Similarly, with complete ownership over my content and how it’s displayed, I can put in effort into designing it better. I mean CSS-styles better. I mean having the option to use superb UI frameworks like Foundation.
I’ve decided to start with a very simplistic, very very minimalistic design though. I will be playing around with CSS to make it look nicer, but I won’t be putting in any flashy stuff. My inspiration is the indomitable Mike Bostock, whose blog made me realize that features do not equal beauty. (He also resolved the very important problem of naming one’s blog: simply use your full name).
Configuring A Custom Domain
One of the first things I wanted was a custom domain name. There are many reasons why you would want to host your website under a custom domain name rather than using Github’s subdomain, but I think the most important one is that in case I wanted to move my site away from Github, I would have to change all references to my old webpage: Resume’s, other websites, business cards etc. Having you own domain name can be really cheap, I used Namecheap to obtain mine for $8 p.a.

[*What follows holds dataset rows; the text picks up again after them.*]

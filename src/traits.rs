use crate::buffer::PrimeSet;
use crate::error::Result;

/// A source of the sorted primes under a bound.
///
/// Implementations may keep internal buffers or caches, but the returned set must only
/// depend on `n`: all primes in `[2, n]`, ascending and without duplicates.
pub trait PrimeOracle {
    /// Return the primes in `[2, n]`. Fails with [crate::Error::InvalidArgument] if `n` is negative.
    fn primes_up_to(&mut self, n: i32) -> Result<PrimeSet>;
}

/// A growable list of primes, filled by sieving on demand
pub trait PrimeBuffer<'a> {
    type PrimeIter: Iterator<Item = &'a u32>;

    /// Iterate over all primes currently stored, in ascending order
    fn iter(&'a self) -> Self::PrimeIter;

    /// Make sure every prime not larger than `limit` is stored
    fn reserve(&mut self, limit: u32);

    /// Every prime not larger than this value is stored
    fn bound(&self) -> u32;

    /// Drop the sieved primes and release the memory
    fn clear(&mut self);
}

/// How the prime factor count of each integer is computed
#[derive(Debug, Clone, Copy, PartialEq, Eq)]
pub enum CountMethod {
    /// Trial division of each integer by the prime list, in ascending order
    TrialDivision,
    /// Linear sieve of smallest prime factors, the count of i is count(i / spf(i)) + 1
    SmallestFactor,
}

/// How the transformation tree is explored. Both strategies select the same path.
#[derive(Debug, Clone, Copy, PartialEq, Eq)]
pub enum SearchStrategy {
    /// Depth first search over the tree, keeping the smallest successful path. Branches
    /// longer than the best path found so far are cut.
    Exhaustive,
    /// Expand the tree one depth at a time and stop at the first depth that reaches a prime.
    /// Values reached more than once at the same depth are only expanded once.
    LevelOrder,
}

#[derive(Debug, Clone, Copy, PartialEq, Eq)]
pub struct SearchConfig {
    pub strategy: SearchStrategy,
}

impl SearchConfig {
    pub fn default() -> Self {
        Self { strategy: SearchStrategy::Exhaustive }
    }

    /// Breadth-first search, which is much faster when the shortest path is short
    pub fn level_order() -> Self {
        Self { strategy: SearchStrategy::LevelOrder }
    }
}

#[derive(Debug, Clone, Copy, PartialEq, Eq)]
pub struct SequenceConfig {
    /// method used for the prime factor count sequence
    pub count_method: CountMethod,

    /// config for [crate::PrimeFactorSequence::change_to_prime]
    pub search: SearchConfig,
}

impl SequenceConfig {
    pub fn default() -> Self {
        Self {
            count_method: CountMethod::TrialDivision,
            search: SearchConfig::default(),
        }
    }
}
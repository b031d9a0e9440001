use prime_factor_seq::PrimeFactorSequence;

/// Print the (big) prime omega function Ω(n), the number of prime factors with multiplicity
/// Reference: <https://en.wikipedia.org/wiki/Prime_omega_function>
fn main() -> prime_factor_seq::Result<()> {
    let seq = PrimeFactorSequence::new(99)?;
    let omega = seq.prime_factor_sequence();

    println!("Prime omega of numbers from 10 to 99:");
    for i in 10..100 {
        println!("{}: Ω={}", i, omega[i]);
    }
    Ok(())
}
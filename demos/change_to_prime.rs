use prime_factor_seq::{PrimeFactorSequence, SearchConfig, SequenceConfig};

/// Print the shortest transformation into a prime for the numbers under 64,
/// e.g. `4 -> 1 -> 5` since 4 + 1 = 5 is a prime
fn main() -> prime_factor_seq::Result<()> {
    let config = SequenceConfig {
        search: SearchConfig::level_order(),
        ..SequenceConfig::default()
    };
    let seq = PrimeFactorSequence::with_config(1000, Some(config))?;

    for n in 0..64 {
        let result = seq.change_to_prime(n)?;
        match result.path().and_then(|p| p.apply(n as u64)) {
            Some(p) => println!("{} -> {} -> {}", n, result, p),
            None => println!("{} -> {}", n, result),
        }
    }
    Ok(())
}
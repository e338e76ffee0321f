use chrono::{DateTime, Utc};
use serde::{Deserialize, Serialize};
use serde_json::Value;
use uuid::Uuid;

pub type TaskId = String;
pub type AgentId = String;
pub type WorkflowId = String;

/// Closed set of task types. Capability matching goes through
/// `required_capability`, so adding a kind forces an explicit mapping
/// decision instead of a string silently falling through.
#[derive(Debug, Clone, Copy, PartialEq, Eq, Hash, Serialize, Deserialize)]
#[serde(rename_all = "snake_case")]
pub enum TaskKind {
    CodeGeneration,
    CodeReview,
    Testing,
    Documentation,
    Build,
    Deployment,
    Analysis,
    Coordination,
}

impl TaskKind {
    /// Capability an agent must declare to earn the match bonus for this
    /// kind. Kinds with no mapped capability get no bonus, not an error.
    pub fn required_capability(&self) -> Option<&'static str> {
        match self {
            TaskKind::CodeGeneration => Some("codegen"),
            TaskKind::CodeReview => Some("review"),
            TaskKind::Testing => Some("testing"),
            TaskKind::Documentation => Some("docs"),
            TaskKind::Build => Some("build"),
            TaskKind::Deployment => Some("deploy"),
            TaskKind::Analysis => Some("analysis"),
            TaskKind::Coordination => None,
        }
    }
}

/// Priority classes, ordered so `Critical > High > Medium > Low`.
#[derive(
    Debug, Clone, Copy, PartialEq, Eq, PartialOrd, Ord, Hash, Serialize, Deserialize, Default,
)]
#[serde(rename_all = "snake_case")]
pub enum Priority {
    Low,
    #[default]
    Medium,
    High,
    Critical,
}

#[derive(Debug, Clone, Copy, PartialEq, Eq, Hash, Serialize, Deserialize)]
#[serde(rename_all = "snake_case")]
pub enum TaskStatus {
    Pending,
    Ready,
    Running,
    Completed,
    Failed,
    Cancelled,
}

impl TaskStatus {
    pub fn is_terminal(&self) -> bool {
        matches!(
            self,
            TaskStatus::Completed | TaskStatus::Failed | TaskStatus::Cancelled
        )
    }
}

#[derive(Debug, Clone, Serialize, Deserialize)]
pub struct Task {
    pub id: TaskId,
    pub kind: TaskKind,
    pub priority: Priority,
    pub dependencies: Vec<TaskId>,
    pub status: TaskStatus,
    /// Set exactly once, when the task enters `Running`.
    pub assigned_agent: Option<AgentId>,
    /// Advisory duration hint for scheduling heuristics; never enforced.
    pub estimated_duration_ms: Option<u64>,
    pub input: Value,
    pub result: Option<Value>,
    pub error: Option<String>,
    pub created_at: DateTime<Utc>,
    pub updated_at: DateTime<Utc>,
}

impl Task {
    pub fn new(id: impl Into<TaskId>, kind: TaskKind) -> Self {
        let now = Utc::now();
        Self {
            id: id.into(),
            kind,
            priority: Priority::Medium,
            dependencies: Vec::new(),
            status: TaskStatus::Pending,
            assigned_agent: None,
            estimated_duration_ms: None,
            input: Value::Null,
            result: None,
            error: None,
            created_at: now,
            updated_at: now,
        }
    }

    pub fn with_priority(mut self, priority: Priority) -> Self {
        self.priority = priority;
        self
    }

    pub fn with_dependency(mut self, dep: impl Into<TaskId>) -> Self {
        self.dependencies.push(dep.into());
        self
    }

    pub fn with_dependencies<I, S>(mut self, deps: I) -> Self
    where
        I: IntoIterator<Item = S>,
        S: Into<TaskId>,
    {
        self.dependencies.extend(deps.into_iter().map(Into::into));
        self
    }

    pub fn with_input(mut self, input: Value) -> Self {
        self.input = input;
        self
    }

    pub fn with_estimate_ms(mut self, ms: u64) -> Self {
        self.estimated_duration_ms = Some(ms);
        self
    }

    /// A source task declares no dependencies.
    pub fn is_source(&self) -> bool {
        self.dependencies.is_empty()
    }
}

/// A workflow is the set of tasks plus the dependency edges implied by
/// each task's dependency list. Edges are always derived from the lists,
/// never stored separately, so there is a single source of truth.
#[derive(Debug, Clone, Serialize, Deserialize)]
pub struct Workflow {
    pub id: WorkflowId,
    pub name: String,
    tasks: Vec<Task>,
}

impl Workflow {
    pub fn new(name: impl Into<String>) -> Self {
        Self {
            id: Uuid::new_v4().to_string(),
            name: name.into(),
            tasks: Vec::new(),
        }
    }

    pub fn from_tasks(id: impl Into<WorkflowId>, name: impl Into<String>, tasks: Vec<Task>) -> Self {
        Self {
            id: id.into(),
            name: name.into(),
            tasks,
        }
    }

    pub fn with_task(mut self, task: Task) -> Self {
        self.tasks.push(task);
        self
    }

    pub fn add_task(&mut self, task: Task) {
        self.tasks.push(task);
    }

    /// Tasks in submission order.
    pub fn tasks(&self) -> &[Task] {
        &self.tasks
    }

    pub fn into_tasks(self) -> Vec<Task> {
        self.tasks
    }

    pub fn task(&self, id: &str) -> Option<&Task> {
        self.tasks.iter().find(|t| t.id == id)
    }

    pub fn contains(&self, id: &str) -> bool {
        self.tasks.iter().any(|t| t.id == id)
    }

    /// Tasks with no dependencies, in submission order.
    pub fn source_ids(&self) -> impl Iterator<Item = &TaskId> {
        self.tasks.iter().filter(|t| t.is_source()).map(|t| &t.id)
    }

    /// Tasks whose dependency list names `id`, in submission order.
    pub fn dependents_of<'a>(&'a self, id: &'a str) -> impl Iterator<Item = &'a Task> {
        self.tasks
            .iter()
            .filter(move |t| t.dependencies.iter().any(|d| d == id))
    }

    pub fn len(&self) -> usize {
        self.tasks.len()
    }

    pub fn is_empty(&self) -> bool {
        self.tasks.is_empty()
    }
}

I wasn’t very familiar with DNS, so at first I had trouble configuring it. In particular, I did not configure an A record to point to the IP address of Github. An A record is an address record, which is what tells your DNS host (in this case, Namecheap) where it can find the content for the domain. Since I did not configure it, of course the content could not be found.
Anyways, here’s what you need to do:
Add a CNAME file in your repository which contains the bare domain name.
Configure two A records to point to the ip address of Github pages in Namecheap. You can find the IP addresses here
Add a CNAME for the url provided by Github in Namecheap, so that everyone that tries to access that url will be redirected to your new page. So, my case I added a CNAME record with url as pratikmallya.github.io. Therefore, anyone entering that url in the browser will be automatically redirected to my custom domain name mallya.me
My friend Prakhar Srivastav has been responsible for much of the styling improvements, especially optimizations for mobile devices. He did so without me even asking for his help! It goes without saying that the blog looks much nicer after contribution; and also his tips on making it more SEO-friendly. Check out his awesome blog for more awesome stuff. He also convinced me to use Jekyll, which is super simple to setup and use.